Dataset excerpts:
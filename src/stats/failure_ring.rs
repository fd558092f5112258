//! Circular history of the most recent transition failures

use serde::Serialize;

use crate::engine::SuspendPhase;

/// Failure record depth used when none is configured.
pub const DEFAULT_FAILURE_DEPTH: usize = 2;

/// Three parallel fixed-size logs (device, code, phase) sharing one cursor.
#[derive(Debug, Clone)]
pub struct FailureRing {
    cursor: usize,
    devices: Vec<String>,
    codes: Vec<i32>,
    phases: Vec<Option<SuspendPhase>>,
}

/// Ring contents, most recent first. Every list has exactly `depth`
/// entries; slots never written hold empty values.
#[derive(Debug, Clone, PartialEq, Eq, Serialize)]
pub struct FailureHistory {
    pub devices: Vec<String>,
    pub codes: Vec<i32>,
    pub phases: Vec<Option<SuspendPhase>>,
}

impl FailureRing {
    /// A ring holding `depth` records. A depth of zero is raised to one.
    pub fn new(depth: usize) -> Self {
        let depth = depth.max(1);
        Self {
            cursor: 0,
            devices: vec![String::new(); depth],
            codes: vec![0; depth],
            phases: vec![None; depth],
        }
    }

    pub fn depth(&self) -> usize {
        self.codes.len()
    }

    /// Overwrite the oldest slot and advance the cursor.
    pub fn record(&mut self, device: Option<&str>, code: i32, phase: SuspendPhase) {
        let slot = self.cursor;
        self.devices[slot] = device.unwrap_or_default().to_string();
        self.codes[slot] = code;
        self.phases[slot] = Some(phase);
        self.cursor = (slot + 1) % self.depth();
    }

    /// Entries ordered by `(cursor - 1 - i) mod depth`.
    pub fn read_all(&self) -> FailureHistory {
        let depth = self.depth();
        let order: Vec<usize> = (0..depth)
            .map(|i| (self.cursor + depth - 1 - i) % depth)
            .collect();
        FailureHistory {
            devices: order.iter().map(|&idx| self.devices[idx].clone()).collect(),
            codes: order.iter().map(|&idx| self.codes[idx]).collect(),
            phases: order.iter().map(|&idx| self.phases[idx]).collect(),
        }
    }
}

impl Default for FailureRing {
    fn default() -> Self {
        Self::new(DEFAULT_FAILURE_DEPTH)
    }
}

What you have to do: Go back to the listing above. Copy word for word the lines from the one with "use crate::engine::SuspendPhase;" through the one with "fn default() ->", and nothing more.

Result of this exercise:
use crate::engine::SuspendPhase;

/// Failure record depth used when none is configured.
pub const DEFAULT_FAILURE_DEPTH: usize = 2;

/// Three parallel fixed-size logs (device, code, phase) sharing one cursor.
#[derive(Debug, Clone)]
pub struct FailureRing {
    cursor: usize,
    devices: Vec<String>,
    codes: Vec<i32>,
    phases: Vec<Option<SuspendPhase>>,
}

/// Ring contents, most recent first. Every list has exactly `depth`
/// entries; slots never written hold empty values.
#[derive(Debug, Clone, PartialEq, Eq, Serialize)]
pub struct FailureHistory {
    pub devices: Vec<String>,
    pub codes: Vec<i32>,
    pub phases: Vec<Option<SuspendPhase>>,
}

impl FailureRing {
    /// A ring holding `depth` records. A depth of zero is raised to one.
    pub fn new(depth: usize) -> Self {
        let depth = depth.max(1);
        Self {
            cursor: 0,
            devices: vec![String::new(); depth],
            codes: vec![0; depth],
            phases: vec![None; depth],
        }
    }

    pub fn depth(&self) -> usize {
        self.codes.len()
    }

    /// Overwrite the oldest slot and advance the cursor.
    pub fn record(&mut self, device: Option<&str>, code: i32, phase: SuspendPhase) {
        let slot = self.cursor;
        self.devices[slot] = device.unwrap_or_default().to_string();
        self.codes[slot] = code;
        self.phases[slot] = Some(phase);
        self.cursor = (slot + 1) % self.depth();
    }

    /// Entries ordered by `(cursor - 1 - i) mod depth`.
    pub fn read_all(&self) -> FailureHistory {
        let depth = self.depth();
        let order: Vec<usize> = (0..depth)
            .map(|i| (self.cursor + depth - 1 - i) % depth)
            .collect();
        FailureHistory {
            devices: order.iter().map(|&idx| self.devices[idx].clone()).collect(),
            codes: order.iter().map(|&idx| self.codes[idx]).collect(),
            phases: order.iter().map(|&idx| self.phases[idx]).collect(),
        }
    }
}

impl Default for FailureRing {
    fn default() -> Self {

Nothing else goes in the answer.